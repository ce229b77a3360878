//! SQLite database connection and schema management
//!
//! Manages the `~/.reconworker/reconworker.db` database with automatic
//! schema migration. WAL mode so the stop command and status queries can
//! run while a worker holds the connection.

use std::path::Path;
use std::sync::{Arc, Mutex};

use anyhow::{Context, Result};
use rusqlite::Connection;

use crate::config::Config;

/// Database wrapper shared by the repositories
#[derive(Clone)]
pub struct Db {
    pub(crate) conn: Arc<Mutex<Connection>>,
}

impl Db {
    /// Open or create the database at the default location
    /// (~/.reconworker/reconworker.db)
    pub fn open_default() -> Result<Self> {
        let db_path = Config::global_config_dir().join("reconworker.db");
        Self::open(&db_path)
    }

    /// Open or create the database at a specific path
    pub fn open(path: &Path) -> Result<Self> {
        if let Some(parent) = path.parent() {
            std::fs::create_dir_all(parent)
                .with_context(|| format!("Failed to create data dir: {}", parent.display()))?;
        }

        let conn = Connection::open(path)
            .with_context(|| format!("Failed to open database: {}", path.display()))?;

        conn.pragma_update(None, "journal_mode", "WAL")?;
        conn.pragma_update(None, "synchronous", "NORMAL")?;
        conn.busy_timeout(std::time::Duration::from_secs(5))?;

        let db = Self {
            conn: Arc::new(Mutex::new(conn)),
        };
        db.init_schema()?;
        Ok(db)
    }

    /// Get a reference to the connection
    pub fn conn(&self) -> std::sync::MutexGuard<'_, Connection> {
        self.conn.lock().expect("db lock poisoned")
    }

    fn init_schema(&self) -> Result<()> {
        let conn = self.conn();
        conn.execute_batch(SCHEMA_SQL)?;
        drop(conn);
        self.run_migrations()?;
        Ok(())
    }

    /// Run any pending migrations
    fn run_migrations(&self) -> Result<()> {
        let conn = self.conn();

        let version: i32 = conn
            .query_row(
                "SELECT COALESCE(MAX(version), 0) FROM rw_schema_version",
                [],
                |r| r.get(0),
            )
            .unwrap_or(0);

        // Future migrations go here
        // if version < 2 { ... }

        let _ = version;

        Ok(())
    }
}

/// SQL schema
///
/// Nested collections (trigger config, service/label lists, ledgers) live
/// in JSON columns. `command_outputs` intentionally carries no foreign key:
/// output rows are written through immediately while the owning command row
/// is still pending in the unit of work.
const SCHEMA_SQL: &str = r#"
-- Schema version tracking
CREATE TABLE IF NOT EXISTS rw_schema_version (version INTEGER PRIMARY KEY);
INSERT OR IGNORE INTO rw_schema_version VALUES (1);

-- ============================================
-- AGENTS (job definitions)
-- ============================================
CREATE TABLE IF NOT EXISTS agents (
    name TEXT PRIMARY KEY,
    command TEXT NOT NULL,                  -- template with {target}/{rootdomain}/{subdomain}
    script TEXT,                            -- line-parser expression
    parser TEXT,                            -- backend tag, NULL = configured default
    scope TEXT NOT NULL,                    -- target, rootdomain, subdomain
    trigger_json TEXT,                      -- admission predicates
    created_at INTEGER NOT NULL DEFAULT (strftime('%s', 'now') * 1000)
);

-- ============================================
-- HIERARCHY: TARGETS / ROOT DOMAINS / SUBDOMAINS
-- ============================================
CREATE TABLE IF NOT EXISTS targets (
    name TEXT PRIMARY KEY,
    has_bounty INTEGER NOT NULL DEFAULT 0,
    ran_before_json TEXT,                   -- JSON array of agent names
    created_at INTEGER NOT NULL DEFAULT (strftime('%s', 'now') * 1000)
);

CREATE TABLE IF NOT EXISTS root_domains (
    target TEXT NOT NULL,
    name TEXT NOT NULL,
    has_bounty INTEGER NOT NULL DEFAULT 0,
    ran_before_json TEXT,
    created_at INTEGER NOT NULL DEFAULT (strftime('%s', 'now') * 1000),

    PRIMARY KEY (target, name),
    FOREIGN KEY (target) REFERENCES targets(name) ON DELETE CASCADE
);

CREATE TABLE IF NOT EXISTS subdomains (
    target TEXT NOT NULL,
    root_domain TEXT NOT NULL,
    name TEXT NOT NULL,
    has_bounty INTEGER NOT NULL DEFAULT 0,
    is_alive INTEGER NOT NULL DEFAULT 0,
    has_http_open INTEGER NOT NULL DEFAULT 0,
    is_main_portal INTEGER NOT NULL DEFAULT 0,
    ip TEXT,
    technology TEXT,
    labels_json TEXT,                       -- JSON array of strings
    services_json TEXT,                     -- JSON array of {name, port}
    ran_before_json TEXT,
    created_at INTEGER NOT NULL DEFAULT (strftime('%s', 'now') * 1000),

    PRIMARY KEY (target, root_domain, name)
);
CREATE INDEX IF NOT EXISTS idx_subdomains_root ON subdomains(target, root_domain);

-- ============================================
-- RUNNERS (one long-lived handle per channel)
-- ============================================
CREATE TABLE IF NOT EXISTS runners (
    channel TEXT PRIMARY KEY,
    agent TEXT NOT NULL,
    stage TEXT NOT NULL DEFAULT 'enqueued', -- enqueued, running, stopped, failed
    scope TEXT NOT NULL,                    -- current-target, all-targets, ...
    allow_skip INTEGER NOT NULL DEFAULT 1,
    created_at INTEGER NOT NULL DEFAULT (strftime('%s', 'now') * 1000)
);
CREATE INDEX IF NOT EXISTS idx_runners_stage ON runners(stage);

-- ============================================
-- COMMANDS (one execution attempt per message)
-- ============================================
CREATE TABLE IF NOT EXISTS commands (
    id TEXT PRIMARY KEY,
    channel TEXT NOT NULL,
    status TEXT NOT NULL,                   -- running, success, failed, skipped, stopped
    command TEXT NOT NULL,
    number INTEGER NOT NULL,
    server_number INTEGER NOT NULL,
    error TEXT,
    created_at INTEGER NOT NULL DEFAULT (strftime('%s', 'now') * 1000)
);
CREATE INDEX IF NOT EXISTS idx_commands_channel ON commands(channel);

-- ============================================
-- COMMAND OUTPUT (append-only raw lines)
-- ============================================
CREATE TABLE IF NOT EXISTS command_outputs (
    id INTEGER PRIMARY KEY AUTOINCREMENT,
    command_id TEXT NOT NULL,
    line TEXT NOT NULL,
    created_at INTEGER NOT NULL DEFAULT (strftime('%s', 'now') * 1000)
);
CREATE INDEX IF NOT EXISTS idx_outputs_command ON command_outputs(command_id);
"#;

§ **AIM OF THE TASK**:
Transcribe, word for word, the data above from its first line through the line with "let db = Self", and include nothing else.

§ **EXERCISE SOLUTION**:
repository ce229b77a3360878
//! SQLite database connection and schema management
//!
//! Manages the `~/.reconworker/reconworker.db` database with automatic
//! schema migration. WAL mode so the stop command and status queries can
//! run while a worker holds the connection.

use std::path::Path;
use std::sync::{Arc, Mutex};

use anyhow::{Context, Result};
use rusqlite::Connection;

use crate::config::Config;

/// Database wrapper shared by the repositories
#[derive(Clone)]
pub struct Db {
    pub(crate) conn: Arc<Mutex<Connection>>,
}

impl Db {
    /// Open or create the database at the default location
    /// (~/.reconworker/reconworker.db)
    pub fn open_default() -> Result<Self> {
        let db_path = Config::global_config_dir().join("reconworker.db");
        Self::open(&db_path)
    }

    /// Open or create the database at a specific path
    pub fn open(path: &Path) -> Result<Self> {
        if let Some(parent) = path.parent() {
            std::fs::create_dir_all(parent)
                .with_context(|| format!("Failed to create data dir: {}", parent.display()))?;
        }

        let conn = Connection::open(path)
            .with_context(|| format!("Failed to open database: {}", path.display()))?;

        conn.pragma_update(None, "journal_mode", "WAL")?;
        conn.pragma_update(None, "synchronous", "NORMAL")?;
        conn.busy_timeout(std::time::Duration::from_secs(5))?;

        let db = Self {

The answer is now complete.